Estamos todos em marcha e um dia abriremos espaço para que alguém continue a caminhada. Nem sempre nos damos conta de que o único insumo insubstituível é o tempo. Ninguém consegue comprar um minuto a mais de vida. Quando a caminhada termina, acabou. É o fim. "C'est fini", como dizem os franceses.
Enquanto aqui estamos, nem sempre cultivamos os que se foram. Breve notícia, o pranto da família e dos mais íntimos. Missa de sétimo dia. Depois a vida continua. A tristeza foi nuvem passageira. Passamos a enfrentar outros afazeres e a cumprir novas obrigações.
Deixamos de meditar sobre aqueles que partiram, alguns com participação ativa na vida comunitária e merecedores de especial consideração.
Jundiaí perdeu pessoas como Idibal Matto Pivetta, que aqui nasceu em 28 de julho de 1931 e que se tornaria bem conhecido no Brasil. Cursou direito na São Francisco e ali, em 1969, junto com colegas, fundou o grupo "Teatro União e Olho Vivo", que se mantém ativo.
Dedicou-se à dramaturgia popular e ao teatro de resistência. Acumulou prêmios como o de melhor autor nacional da APCA – Associação Paulista de Críticos de Arte. Defendeu presos políticos durante a ditadura. Foi preso e torturado no DOI-Codi e, por causa disso, os seus textos teatrais passaram a ser censurados. Em virtude disso, teve de passar a usar um pseudônimo. Ficou mais conhecido como César Vieira.
Contou histórias do povo negro e continuou a ser perseguido, como contou seu filho Lucas Cesar de Moraes Pivetta, conhecido como Cesinha Pivetta. Para ele, o pai é a "maior referência de vida em todos os aspectos culturais, sociais, intelectuais. Um cara muito humano, solidário, fraterno. A gente conviveu de forma íntima, como dois amigos muito próximos e companheiros mesmo".

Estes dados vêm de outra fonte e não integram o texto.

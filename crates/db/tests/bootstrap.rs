use sqlx::PgPool;

/// Connect, migrate, verify the import schema exists.
#[sqlx::test(migrations = "./migrations")]
async fn test_full_bootstrap(pool: PgPool) {
    leadimport_db::health_check(&pool).await.unwrap();

    let tables = ["users", "leads", "import_jobs", "import_rows", "lead_history"];

    for table in tables {
        let count: (i64,) = sqlx::query_as(&format!("SELECT COUNT(*) FROM {table}"))
            .fetch_one(&pool)
            .await
            .unwrap_or_else(|e| panic!("{table} query failed: {e}"));
        assert_eq!(count.0, 0, "{table} should start empty");
    }
}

Idival trabalhou diretamente com o povo nas ruas, com o seu trabalho de vanguarda, a conciliar a arte e a luta por direitos dos mais vulneráveis. Morreu aos 92 anos em 23 de outubro último, na Beneficiência Portuguesa – Mirante, na capital.
Também há pouco falecia o médico Antonio Mendes Pereira, de família tradicional e referência na medicina jundiaiense. Soube da partida de Jocely Trivelato, que muito lutou e trabalhou pela educação. Pouco antes, Jundiaí perdia Údi Bocchino, a Maria de Lourdes, irmã do Mário Augusto e da Ana. Seus pais, D. Mary e Sr. Generoso Mário Bocchino eram um exemplo de família. Nunca me esqueço da bela residência à esquina da Rangel Pestana com a rua da Padroeira, que fora sede do Tênis Clube antes de receber os Bocchino. À entrada, um caramanchão de glicínias era uma atração quando floriam.
A cada partida, é uma parte da história da cidade e nossa própria que se vai. Oportunidade para refletir sobre o mistério da morte. Quero crer que não tenhamos sido criados para acabar de vez. Para onde vão nossos sonhos, nossos anseios, nossas angústias, nossas aflições? Tudo definitivamente encerrado?
A morte está sempre à espreita. Chega sem avisar. E é bom que assim seja. Como seria aflitivo saber qual será a hora da partida!
O mais democrático dos eventos é imparcial para com todos. Ninguém consegue se subtrair à sua chegada. E que isso nos torne mais humildes, menos pretensiosos, menos gananciosos. Capazes de valorizar o convívio e a afeição. O que sentimos em relação aos outros e o que suscitamos que outros sintam em relação a nós mesmos, é a única bagagem que poderemos levar quando chegar a nossa vez.